O presente estudo verificou, ainda, que 29% das gestantes não obesas apresentaram CA>88 cm, portanto, eram portadoras de OA no início da gestação, mesmo não sendo consideradas obesas pelos critérios da OMS19. Esses dados demonstram que a OA no início da gestação não acontece somente em mulheres consideradas obesas, destacando ainda mais a importância de se valorizar essa medida na avaliação pré-natal.
Outra informação importante encontrada no resultados é que, ao se dividir a amostra em dois grupos, com e sem OA, de acordo com CA no início da gestação, foram encontrados valores médios séricos de leptina mais elevados no Grupo Com OA. Esses achados confirmam o observado por outros autores, que avaliaram os níveis de leptina e CA em outros grupos populacionais. Os níveis de leptina aumentam de forma linear com o IMC e a CA em cinco grupos divididos de acordo com o IMC, existindo uma correlação positiva entre essas variáveis29. O mesmo fenômeno foi verificado em uma amostra feminina encontrando, também, uma relação positiva direta entre eles, comparando três grupos divididos de
acordo com o IMC30.
Uma limitação encontrada no presente estudo é que o IMC pré-gestacional foi calculado utilizando o relato da própria gestante na primeira consulta de pré-natal, sendo essa informação subjetiva, sujeita a erro. Outra limitação deste trabalho se refere ao tamanho da amostra, que pode reduzir a validade externa do presente estudo.

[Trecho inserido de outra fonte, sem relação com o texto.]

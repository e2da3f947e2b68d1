use anyhow::Result;
use dotenvy::dotenv;
use tracing::{info, warn};
use tracing_subscriber::EnvFilter;

fn init_tracing() {
    let filter = EnvFilter::try_from_default_env()
        .unwrap_or_else(|_| EnvFilter::new("info,tower_http=info"));
    tracing_subscriber::fmt()
        .with_env_filter(filter)
        .with_target(false)
        .compact()
        .init();
}

#[tokio::main]
async fn main() -> Result<()> {
    let loaded = dotenv();
    init_tracing();
    match loaded {
        Ok(path) => info!("Loaded environment from {:?}", path),
        Err(e) => warn!("No .env file loaded ({}) - relying on environment", e),
    }
    bookfinder::app::run_server().await
}
use crate::catalog::{self, CatalogApi, GoogleBooksClient};
use crate::models::SearchResultItem;
use crate::state::{DetailState, SearchState};
use crate::views;
use anyhow::{Context, Result};
use axum::{
    extract::{Path, Query, State},
    http::StatusCode,
    response::{Html, IntoResponse, Response},
    routing::get,
    Json, Router,
};
use serde::Deserialize;
use serde_json::json;
use std::{env, net::SocketAddr, sync::Arc};
use tower_http::trace::TraceLayer;
use tracing::{debug, info, warn};

const DEFAULT_BIND_ADDR: &str = "0.0.0.0:3146";

#[derive(Clone)]
pub struct AppState {
    pub catalog: Arc<dyn CatalogApi>,
}

#[derive(Debug, Default, Deserialize)]
pub struct SearchParams {
    #[serde(default)]
    pub q: Option<String>,
}

pub async fn run_server() -> Result<()> {
    let client = GoogleBooksClient::from_env()?;
    info!("Using catalog at {}", client.base_url());
    let catalog: Arc<dyn CatalogApi> = Arc::new(client);

    let addr = bind_addr()?;
    let app = build_router(AppState { catalog });

    info!("Listening on {}", addr);
    let listener = tokio::net::TcpListener::bind(addr)
        .await
        .with_context(|| format!("Failed to bind {}", addr))?;
    axum::serve(listener, app)
        .with_graceful_shutdown(shutdown_signal())
        .await?;
    Ok(())
}

fn bind_addr() -> Result<SocketAddr> {
    let raw = env::var("BIND_ADDR")
        .ok()
        .filter(|s| !s.trim().is_empty())
        .unwrap_or_else(|| DEFAULT_BIND_ADDR.to_string());
    raw.trim()
        .parse()
        .with_context(|| format!("Invalid BIND_ADDR '{}'", raw))
}

pub fn build_router(state: AppState) -> Router {
    Router::new()
        .route("/", get(search_page))
        .route("/book/:id", get(book_page))
        .route("/api/search", get(search_api))
        .route("/api/book/:id", get(book_api))
        .route("/health", get(health))
        .layer(TraceLayer::new_for_http())
        .with_state(state)
}

async fn health() -> &'static str {
    "OK"
}

async fn search_page(
    State(state): State<AppState>,
    Query(params): Query<SearchParams>,
) -> Html<String> {
    let view = run_search(&state, params.q.as_deref().unwrap_or_default()).await;
    Html(views::search_page(&view))
}

async fn search_api(
    State(state): State<AppState>,
    Query(params): Query<SearchParams>,
) -> Json<Vec<SearchResultItem>> {
    let view = run_search(&state, params.q.as_deref().unwrap_or_default()).await;
    Json(view.books)
}

async fn book_page(State(state): State<AppState>, Path(id): Path<String>) -> Response {
    match load_book(&state, &id).await.into_book() {
        Some(book) => Html(views::book_page(&book)).into_response(),
        None => (StatusCode::NOT_FOUND, Html(views::not_found_page())).into_response(),
    }
}

async fn book_api(State(state): State<AppState>, Path(id): Path<String>) -> Response {
    match load_book(&state, &id).await.into_book() {
        Some(book) => Json(book).into_response(),
        None => (
            StatusCode::NOT_FOUND,
            Json(json!({"status": "error", "message": views::NOT_FOUND_TEXT})),
        )
            .into_response(),
    }
}

// One search per request. Catalog failures collapse into an empty result list.
async fn run_search(state: &AppState, query: &str) -> SearchState {
    let mut view = SearchState::new();
    let Some(ticket) = view.begin(query) else {
        return view;
    };

    match state.catalog.search(query, catalog::MAX_RESULTS).await {
        Ok(items) => {
            let books = catalog::dedupe_and_cap(&items);
            info!(
                "Search '{}' returned {} items ({} shown)",
                query,
                items.len(),
                books.len()
            );
            view.complete(ticket, books);
        }
        Err(e) => {
            warn!("Error fetching books for '{}': {:?}", query, e);
            view.fail(ticket);
        }
    }
    view
}

async fn load_book(state: &AppState, id: &str) -> DetailState {
    let mut view = DetailState::new();
    let ticket = view.begin(id);
    let book = match state.catalog.fetch_volume(id).await {
        Ok(Some(volume)) => {
            let book = catalog::display_book(volume);
            if book.is_none() {
                debug!("Volume {} has no title", id);
            }
            book
        }
        Ok(None) => {
            debug!("Volume {} has no volumeInfo", id);
            None
        }
        Err(e) => {
            warn!("Error fetching book data for {}: {:?}", id, e);
            None
        }
    };
    view.complete(ticket, book);
    view
}

async fn shutdown_signal() {
    let ctrl_c = async {
        if let Err(e) = tokio::signal::ctrl_c().await {
            warn!("Failed to install Ctrl+C handler: {}", e);
            std::future::pending::<()>().await;
        }
    };

    #[cfg(unix)]
    let terminate = async {
        use tokio::signal::unix::{signal, SignalKind};
        match signal(SignalKind::terminate()) {
            Ok(mut term) => {
                term.recv().await;
            }
            Err(e) => {
                warn!("Failed to install SIGTERM handler: {}", e);
                std::future::pending::<()>().await;
            }
        }
    };

    #[cfg(not(unix))]
    let terminate = std::future::pending::<()>();

    tokio::select! {
        _ = ctrl_c => {
            info!("Shutdown signal received (Ctrl+C)");
        }
        _ = terminate => {
            info!("Shutdown signal received (SIGTERM)");
        }
    }
}
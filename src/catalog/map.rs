use std::collections::HashSet;
use tracing::debug;

use crate::models::{DisplayBook, IndustryIdentifier, RawVolume, SearchResultItem, VolumeItem};
use crate::text::{normalize_title, process_categories, sanitize_html};

pub const MAX_RESULTS: usize = 9;
pub const UNKNOWN_AUTHOR: &str = "Unknown Author";

// A volume without a title is treated as not found.
pub fn display_book(volume: RawVolume) -> Option<DisplayBook> {
    let title = volume.title.as_deref()?;
    let isbn = preferred_isbn(&volume.industry_identifiers);
    let categories = process_categories(volume.categories.as_deref());
    Some(DisplayBook {
        title: normalize_title(title),
        subtitle: non_empty(volume.subtitle).map(|s| normalize_title(&s)),
        authors: authors_or_placeholder(volume.authors),
        publish_date: non_empty(volume.published_date),
        categories,
        cover_url: volume.image_links.and_then(|l| l.thumbnail),
        description: non_empty(volume.description).map(|d| sanitize_html(&d)),
        page_count: volume.page_count,
        isbn,
    })
}

pub fn dedupe_and_cap(items: &[VolumeItem]) -> Vec<SearchResultItem> {
    let mut seen: HashSet<&str> = HashSet::new();
    let mut out = Vec::with_capacity(MAX_RESULTS.min(items.len()));
    for item in items {
        if out.len() >= MAX_RESULTS {
            break;
        }
        let Some(volume) = item.volume_info.as_ref() else {
            debug!("Skipping search hit {} without volumeInfo", item.id);
            continue;
        };
        let Some(title) = volume.title.as_deref() else {
            debug!("Skipping search hit {} without title", item.id);
            continue;
        };
        if !seen.insert(title) {
            continue;
        }
        out.push(SearchResultItem {
            id: item.id.clone(),
            title: title.to_string(),
            authors: authors_or_placeholder(volume.authors.clone()),
            thumbnail: volume.image_links.as_ref().and_then(|l| l.thumbnail.clone()),
            isbn: preferred_isbn(&volume.industry_identifiers),
        });
    }
    out
}

pub fn preferred_isbn(identifiers: &[IndustryIdentifier]) -> Option<String> {
    let find = |kind: &str| {
        identifiers
            .iter()
            .find(|id| id.kind == kind)
            .map(|id| id.identifier.clone())
    };
    find("ISBN_13").or_else(|| find("ISBN_10"))
}

fn authors_or_placeholder(authors: Option<Vec<String>>) -> Vec<String> {
    match authors {
        Some(list) if !list.is_empty() => list,
        _ => vec![UNKNOWN_AUTHOR.to_string()],
    }
}

fn non_empty(value: Option<String>) -> Option<String> {
    value.filter(|s| !s.is_empty())
}
//! Query the book catalog and print the processed view models.
//! Usage:
//!   cargo run --bin catalog_props -- search <query words...>
//!   cargo run --bin catalog_props -- volume <volume_id>
//! Honors CATALOG_BASE_URL from the environment (.env supported).

use anyhow::{anyhow, Context, Result};
use bookfinder::catalog::{self, CatalogApi, GoogleBooksClient};
use dotenvy::dotenv;
use std::env;
use std::str::FromStr;

#[derive(Debug, Clone, Copy, PartialEq)]
enum Mode {
    Search,
    Volume,
}

impl FromStr for Mode {
    type Err = anyhow::Error;
    fn from_str(s: &str) -> Result<Self> {
        match s.to_lowercase().as_str() {
            "search" => Ok(Mode::Search),
            "volume" => Ok(Mode::Volume),
            _ => Err(anyhow!("mode must be 'search' or 'volume'")),
        }
    }
}

#[tokio::main]
async fn main() -> Result<()> {
    dotenv().ok();

    let mut args = env::args().skip(1);
    let mode: Mode = args
        .next()
        .context("usage: catalog_props <search|volume> <query-or-id>")?
        .parse()?;
    let rest = args.collect::<Vec<_>>().join(" ");
    if rest.trim().is_empty() {
        return Err(anyhow!("missing query or volume id"));
    }

    let client = GoogleBooksClient::from_env()?;
    match mode {
        Mode::Search => {
            let items = client.search(&rest, catalog::MAX_RESULTS).await?;
            println!("raw hits: {}", items.len());
            let books = catalog::dedupe_and_cap(&items);
            println!("{}", serde_json::to_string_pretty(&books)?);
        }
        Mode::Volume => {
            let volume = client
                .fetch_volume(rest.trim())
                .await?
                .ok_or_else(|| anyhow!("volume '{}' has no volumeInfo", rest.trim()))?;
            let book = catalog::display_book(volume)
                .ok_or_else(|| anyhow!("volume '{}' has no title", rest.trim()))?;
            println!("{}", serde_json::to_string_pretty(&book)?);
        }
    }

    Ok(())
}
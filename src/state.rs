//! Per-view state for the search and detail pages. Each fetch carries a ticket
//! and only the latest ticket may write results.

use crate::models::{DisplayBook, SearchResultItem};

#[derive(Debug, Clone, Copy, PartialEq, Eq)]
pub struct SearchTicket(u64);

#[derive(Debug, Default)]
pub struct SearchState {
    pub query: String,
    pub books: Vec<SearchResultItem>,
    pub loading: bool,
    pub has_searched: bool,
    seq: u64,
}

impl SearchState {
    pub fn new() -> Self {
        Self::default()
    }

    // Blank queries leave the state untouched.
    pub fn begin(&mut self, query: &str) -> Option<SearchTicket> {
        if query.trim().is_empty() {
            return None;
        }
        self.seq += 1;
        self.query = query.to_string();
        self.loading = true;
        self.has_searched = true;
        Some(SearchTicket(self.seq))
    }

    pub fn complete(&mut self, ticket: SearchTicket, books: Vec<SearchResultItem>) -> bool {
        if ticket.0 != self.seq {
            return false;
        }
        self.books = books;
        self.loading = false;
        true
    }

    pub fn fail(&mut self, ticket: SearchTicket) -> bool {
        self.complete(ticket, Vec::new())
    }

    pub fn shows_no_results(&self) -> bool {
        self.has_searched && !self.loading && self.books.is_empty()
    }
}

#[derive(Debug, Clone, Copy, PartialEq, Eq)]
pub struct DetailTicket(u64);

#[derive(Debug, Default)]
pub struct DetailState {
    pub book_id: String,
    pub book: Option<DisplayBook>,
    pub loading: bool,
    seq: u64,
}

impl DetailState {
    pub fn new() -> Self {
        Self::default()
    }

    pub fn begin(&mut self, book_id: &str) -> DetailTicket {
        self.seq += 1;
        self.book_id = book_id.to_string();
        self.book = None;
        self.loading = true;
        DetailTicket(self.seq)
    }

    pub fn complete(&mut self, ticket: DetailTicket, book: Option<DisplayBook>) -> bool {
        if ticket.0 != self.seq {
            return false;
        }
        self.book = book;
        self.loading = false;
        true
    }

    pub fn not_found(&self) -> bool {
        !self.loading && self.book.is_none()
    }

    // Nothing to show while still loading or once the fetch came back empty.
    pub fn into_book(self) -> Option<DisplayBook> {
        if self.loading || self.not_found() {
            return None;
        }
        self.book
    }
}

#[cfg(test)]
mod tests {
    use super::*;

    fn result(title: &str) -> SearchResultItem {
        SearchResultItem {
            id: title.to_lowercase(),
            title: title.to_string(),
            authors: vec!["Someone".to_string()],
            thumbnail: None,
            isbn: None,
        }
    }

    #[test]
    fn blank_query_does_not_start_a_search() {
        let mut state = SearchState::new();
        assert!(state.begin("   ").is_none());
        assert!(!state.has_searched);
        assert!(!state.loading);
        assert!(!state.shows_no_results());
    }

    #[test]
    fn latest_search_wins_over_stale_response() {
        let mut state = SearchState::new();
        let first = state.begin("dune").unwrap();
        let second = state.begin("emma").unwrap();

        assert!(state.complete(second, vec![result("Emma")]));
        assert!(!state.complete(first, vec![result("Dune")]));
        assert_eq!(state.query, "emma");
        assert_eq!(state.books.len(), 1);
        assert_eq!(state.books[0].title, "Emma");
        assert!(!state.loading);
    }

    #[test]
    fn stale_failure_does_not_clear_newer_results() {
        let mut state = SearchState::new();
        let first = state.begin("a").unwrap();
        let second = state.begin("b").unwrap();
        assert!(state.complete(second, vec![result("B")]));
        assert!(!state.fail(first));
        assert_eq!(state.books.len(), 1);
    }

    #[test]
    fn failed_search_shows_no_results() {
        let mut state = SearchState::new();
        let ticket = state.begin("nothing").unwrap();
        assert!(!state.shows_no_results());
        assert!(state.fail(ticket));
        assert!(state.shows_no_results());
    }

    fn book(title: &str) -> DisplayBook {
        DisplayBook {
            title: title.to_string(),
            subtitle: None,
            authors: vec!["Someone".to_string()],
            publish_date: None,
            categories: Vec::new(),
            cover_url: None,
            description: None,
            page_count: None,
            isbn: None,
        }
    }

    #[test]
    fn detail_yields_book_only_after_completion() {
        let mut state = DetailState::new();
        let ticket = state.begin("emma");
        assert!(!state.not_found());

        assert!(state.complete(ticket, Some(book("Emma"))));
        assert!(!state.not_found());
        assert_eq!(state.into_book().map(|b| b.title).as_deref(), Some("Emma"));

        let mut pending = DetailState::new();
        pending.begin("dune");
        assert_eq!(pending.into_book(), None);
    }

    #[test]
    fn detail_without_book_is_not_found() {
        let mut state = DetailState::new();
        let ticket = state.begin("missing");
        assert!(state.complete(ticket, None));
        assert!(state.not_found());
        assert_eq!(state.into_book(), None);
    }

    #[test]
    fn detail_ignores_stale_ticket() {
        let mut state = DetailState::new();
        let first = state.begin("one");
        let second = state.begin("two");
        assert!(!state.complete(first, None));
        assert!(state.loading);
        assert!(state.complete(second, None));
        assert_eq!(state.book_id, "two");
        assert!(state.not_found());
    }
}
//! Server-rendered HTML pages.
//!
//! Everything coming from the catalog is escaped except the book description,
//! which is sanitized markup by the time it reaches a [`DisplayBook`].

use html_escape::{encode_double_quoted_attribute as attr, encode_text as text};
use std::fmt::Write;

use crate::models::{DisplayBook, SearchResultItem};
use crate::state::SearchState;

const SITE_TITLE: &str = "Instead of ________";
const SITE_DESCRIPTION: &str = "Find alternative book recommendations";

pub const NO_RESULTS_TEXT: &str = "No books found. Try a different search term.";
pub const NOT_FOUND_TEXT: &str = "Book not found";

fn layout(title: &str, body: &str) -> String {
    format!(
        "<!DOCTYPE html>\n<html lang=\"en\">\n<head>\n<meta charset=\"utf-8\">\n\
         <meta name=\"viewport\" content=\"width=device-width, initial-scale=1\">\n\
         <meta name=\"description\" content=\"{}\">\n<title>{}</title>\n</head>\n\
         <body>\n{}</body>\n</html>\n",
        attr(SITE_DESCRIPTION),
        text(title),
        body
    )
}

fn book_href(id: &str) -> String {
    format!("/book/{}", urlencoding::encode(id))
}

pub fn search_page(state: &SearchState) -> String {
    let mut body = String::new();
    let class = if state.has_searched { "searched" } else { "landing" };
    let _ = writeln!(body, "<main class=\"{class}\">");
    let _ = writeln!(body, "<h1>{}</h1>", text(SITE_TITLE));
    let _ = writeln!(
        body,
        "<form method=\"get\" action=\"/\">\n\
         <input type=\"text\" name=\"q\" placeholder=\"Search for books...\" value=\"{}\">\n\
         <button type=\"submit\">Search</button>\n</form>",
        attr(&state.query)
    );

    if state.shows_no_results() {
        let _ = writeln!(body, "<p class=\"empty\">{}</p>", text(NO_RESULTS_TEXT));
    } else if state.has_searched {
        body.push_str("<div class=\"results\">\n");
        for book in &state.books {
            body.push_str(&result_card(book));
        }
        body.push_str("</div>\n");
    }
    body.push_str("</main>\n");
    layout(SITE_TITLE, &body)
}

fn result_card(book: &SearchResultItem) -> String {
    let mut card = String::new();
    let _ = writeln!(card, "<a class=\"card\" href=\"{}\">", attr(&book_href(&book.id)));
    card.push_str(&cover(book.thumbnail.as_deref(), &book.title));
    let _ = writeln!(card, "<h2>{}</h2>", text(&book.title));
    let _ = writeln!(card, "<p class=\"authors\">{}</p>", text(&book.authors.join(", ")));
    if let Some(isbn) = &book.isbn {
        let _ = writeln!(card, "<p class=\"isbn\">ISBN: {}</p>", text(isbn));
    }
    card.push_str("</a>\n");
    card
}

fn cover(url: Option<&str>, alt: &str) -> String {
    match url {
        Some(src) => format!("<img src=\"{}\" alt=\"{}\">\n", attr(src), attr(alt)),
        None => "<div class=\"cover-placeholder\"></div>\n".to_string(),
    }
}

pub fn book_page(book: &DisplayBook) -> String {
    let mut body = String::new();
    body.push_str("<main>\n<a class=\"back\" href=\"/\">Back to Search</a>\n<article>\n");
    body.push_str(&cover(book.cover_url.as_deref(), &book.title));
    let _ = writeln!(body, "<h1>{}</h1>", text(&book.title));
    if let Some(subtitle) = &book.subtitle {
        let _ = writeln!(body, "<p class=\"subtitle\">{}</p>", text(subtitle));
    }
    let _ = writeln!(body, "<p class=\"authors\">By {}</p>", text(&book.authors.join(", ")));
    if let Some(pages) = book.page_count {
        let _ = writeln!(body, "<p class=\"pages\">Pages: {pages}</p>");
    }
    if let Some(isbn) = &book.isbn {
        let _ = writeln!(body, "<p class=\"isbn\">ISBN: {}</p>", text(isbn));
    }
    let _ = writeln!(
        body,
        "<p class=\"published\">Published: {}</p>",
        text(book.publish_date.as_deref().unwrap_or("Unknown"))
    );
    if !book.categories.is_empty() {
        body.push_str("<ul class=\"categories\">\n");
        for category in &book.categories {
            let _ = writeln!(body, "<li>{}</li>", text(category));
        }
        body.push_str("</ul>\n");
    }
    if let Some(description) = &book.description {
        let _ = writeln!(
            body,
            "<section class=\"description\">\n<h2>Description</h2>\n<div>{description}</div>\n</section>"
        );
    }
    body.push_str("</article>\n</main>\n");
    layout(&book.title, &body)
}

pub fn not_found_page() -> String {
    let body = format!(
        "<main class=\"not-found\">\n<h2>{}</h2>\n<a href=\"/\">Back to Search</a>\n</main>\n",
        text(NOT_FOUND_TEXT)
    );
    layout(SITE_TITLE, &body)
}
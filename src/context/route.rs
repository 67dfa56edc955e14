// ABOUTME: The Route type - path captures and lookup configuration for a request.
// ABOUTME: Provides the collection-vs-detail and route-ownership heuristics.

use std::collections::HashMap;

use crate::context::Actor;

/// Path parameters and lookup configuration for the matched route.
///
/// The host router fills `captures` with the named path parameters it
/// extracted. `lookup_param` names the capture that identifies a single
/// object (a detail route); `owner_param` names the capture that carries
/// the owning user's id for ownership checks.
#[derive(Debug, Clone, PartialEq, Eq)]
pub struct Route {
    captures: HashMap<String, String>,
    lookup_param: Option<String>,
    owner_param: Option<String>,
}

impl Route {
    /// Create a route with no captures and the default parameter names
    /// (`"id"` for detail lookup, `"user_id"` for ownership).
    pub fn new() -> Self {
        Self {
            captures: HashMap::new(),
            lookup_param: Some("id".to_string()),
            owner_param: Some("user_id".to_string()),
        }
    }

    /// Add a captured path parameter.
    pub fn with_capture(mut self, name: impl Into<String>, value: impl Into<String>) -> Self {
        self.captures.insert(name.into(), value.into());
        self
    }

    /// Set the capture name that identifies a single object, or `None` for
    /// routes that never address one.
    pub fn with_lookup_param(mut self, name: Option<impl Into<String>>) -> Self {
        self.lookup_param = name.map(Into::into);
        self
    }

    /// Set the capture name that carries the owning user's id, or `None`
    /// for routes without an ownership segment.
    pub fn with_owner_param(mut self, name: Option<impl Into<String>>) -> Self {
        self.owner_param = name.map(Into::into);
        self
    }

    /// Look up a captured path parameter.
    pub fn capture(&self, name: &str) -> Option<&str> {
        self.captures.get(name).map(String::as_str)
    }

    /// Whether the request addresses the collection rather than one object.
    ///
    /// True when no lookup param is configured, or the configured lookup
    /// param was not captured from the path.
    pub fn is_collection(&self) -> bool {
        match &self.lookup_param {
            Some(name) if !name.is_empty() => !self.captures.contains_key(name),
            _ => true,
        }
    }

    /// Whether the route's owner capture names the given actor.
    ///
    /// False for anonymous actors, for routes without an owner capture,
    /// and for owner captures that do not parse as a numeric id.
    pub fn owned_by(&self, actor: &Actor) -> bool {
        let Some(actor_id) = actor.id() else {
            return false;
        };
        let Some(name) = &self.owner_param else {
            return false;
        };
        match self.captures.get(name).and_then(|v| v.parse::<u64>().ok()) {
            Some(owner_id) => owner_id == actor_id,
            None => false,
        }
    }
}

impl Default for Route {
    fn default() -> Self {
        Self::new()
    }
}
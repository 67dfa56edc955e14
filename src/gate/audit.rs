// ABOUTME: Defines the AuditSink trait for async decision reporting.
// ABOUTME: Every gate decision produces one AuditRecord, grant or deny.

use std::fmt;

use async_trait::async_trait;
use serde::Serialize;

use crate::condition::Outcome;
use crate::context::{Method, RequestContext};

/// Which check phase produced a decision.
#[derive(Debug, Clone, Copy, PartialEq, Eq, Serialize)]
#[serde(rename_all = "lowercase")]
pub enum CheckPhase {
    /// Before the target object is loaded.
    Request,
    /// Against the loaded target object.
    Object,
}

impl CheckPhase {
    /// The lowercase name of the phase.
    pub fn as_str(self) -> &'static str {
        match self {
            Self::Request => "request",
            Self::Object => "object",
        }
    }
}

impl fmt::Display for CheckPhase {
    fn fmt(&self, f: &mut fmt::Formatter<'_>) -> fmt::Result {
        f.write_str(self.as_str())
    }
}

/// One authorization decision, as reported to audit sinks.
#[derive(Debug, Clone, Serialize)]
pub struct AuditRecord {
    /// Unique identifier for this decision.
    pub id: String,

    /// Method of the checked request.
    pub method: Method,

    /// Path of the checked request.
    pub path: String,

    /// Id of the requesting actor, if authenticated.
    pub actor_id: Option<u64>,

    /// The phase that was checked.
    pub phase: CheckPhase,

    /// The condition's outcome.
    pub outcome: Outcome,

    /// Display name of the condition that decided.
    pub condition: String,
}

impl AuditRecord {
    /// Assemble a record for one decision, with a fresh id.
    pub fn new(
        request: &RequestContext,
        phase: CheckPhase,
        outcome: Outcome,
        condition: &str,
    ) -> Self {
        Self {
            id: uuid::Uuid::new_v4().to_string(),
            method: request.method,
            path: request.path.clone(),
            actor_id: request.actor.id(),
            phase,
            outcome,
            condition: condition.to_string(),
        }
    }
}

/// Trait for receiving authorization decisions.
///
/// Sink failures never change an authorization result; the gate logs them
/// and moves on.
#[async_trait]
pub trait AuditSink: Send + Sync {
    /// Record one decision.
    async fn record(&self, record: &AuditRecord) -> Result<(), anyhow::Error>;
}

/// An audit sink that discards every record.
pub struct NoopAudit;

#[async_trait]
impl AuditSink for NoopAudit {
    async fn record(&self, _record: &AuditRecord) -> Result<(), anyhow::Error> {
        Ok(())
    }
}

/// An audit sink that emits each record as a structured tracing event
/// under the `turnstile::audit` target.
pub struct TracingAudit;

#[async_trait]
impl AuditSink for TracingAudit {
    async fn record(&self, record: &AuditRecord) -> Result<(), anyhow::Error> {
        tracing::info!(
            target: "turnstile::audit",
            id = %record.id,
            method = %record.method,
            path = %record.path,
            actor_id = ?record.actor_id,
            phase = %record.phase,
            outcome = %record.outcome,
            condition = %record.condition,
            "authorization decision"
        );
        Ok(())
    }
}
// ABOUTME: Defines the Condition trait - the core abstraction for permission checks.
// ABOUTME: Two phases: request-level check and object-level check, both defaulting to Abstain.

use crate::condition::Outcome;
use crate::context::RequestContext;

/// A permission predicate over a request, generic over the application's
/// object type `O`.
///
/// Both check phases default to [`Outcome::Abstain`], so an implementor
/// overrides only the phases it has an opinion about. A condition that
/// abstains in a phase drops out of combinations in that phase, and does
/// not authorize anything on its own.
pub trait Condition<O = ()>: Send + Sync {
    /// Display name of this condition, used in composite names, audit
    /// records, and denial errors. Defaults to the implementing type's
    /// bare name.
    fn name(&self) -> &str {
        let full = std::any::type_name::<Self>();
        full.rsplit("::").next().unwrap_or(full)
    }

    /// Request-phase check, before any object has been loaded.
    fn check(&self, _request: &RequestContext) -> Outcome {
        Outcome::Abstain
    }

    /// Object-phase check, once the host has loaded the target object.
    fn check_object(&self, _request: &RequestContext, _object: &O) -> Outcome {
        Outcome::Abstain
    }
}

Concluindo, a CA medida antes da 12ª semana de gestação é um método válido e simples para se predizer os níveis séricos de leptina durante todo o período gestacional. Gestantes com OA diagnosticadas antes da 12ª semana apresentam níveis médios de leptina sérica, durante a gravidez, superiores àquelas sem OA. Os presentes dados sugerem que essa medida pode ser útil na avaliação antropométrica pré-natal, contribuindo para previsão precoce de risco gestacional.
Recebido 09/04/2012
Aceito com modificações 18/05/2012
Trabalho realizado no Departamento de Obstetrícia e Ginecologia do Hospital Therezinha de Jesus da Faculdade de Ciências Médicas e da Saúde de Juiz de Fora - Suprema - Juiz de Fora (MG), Brasil.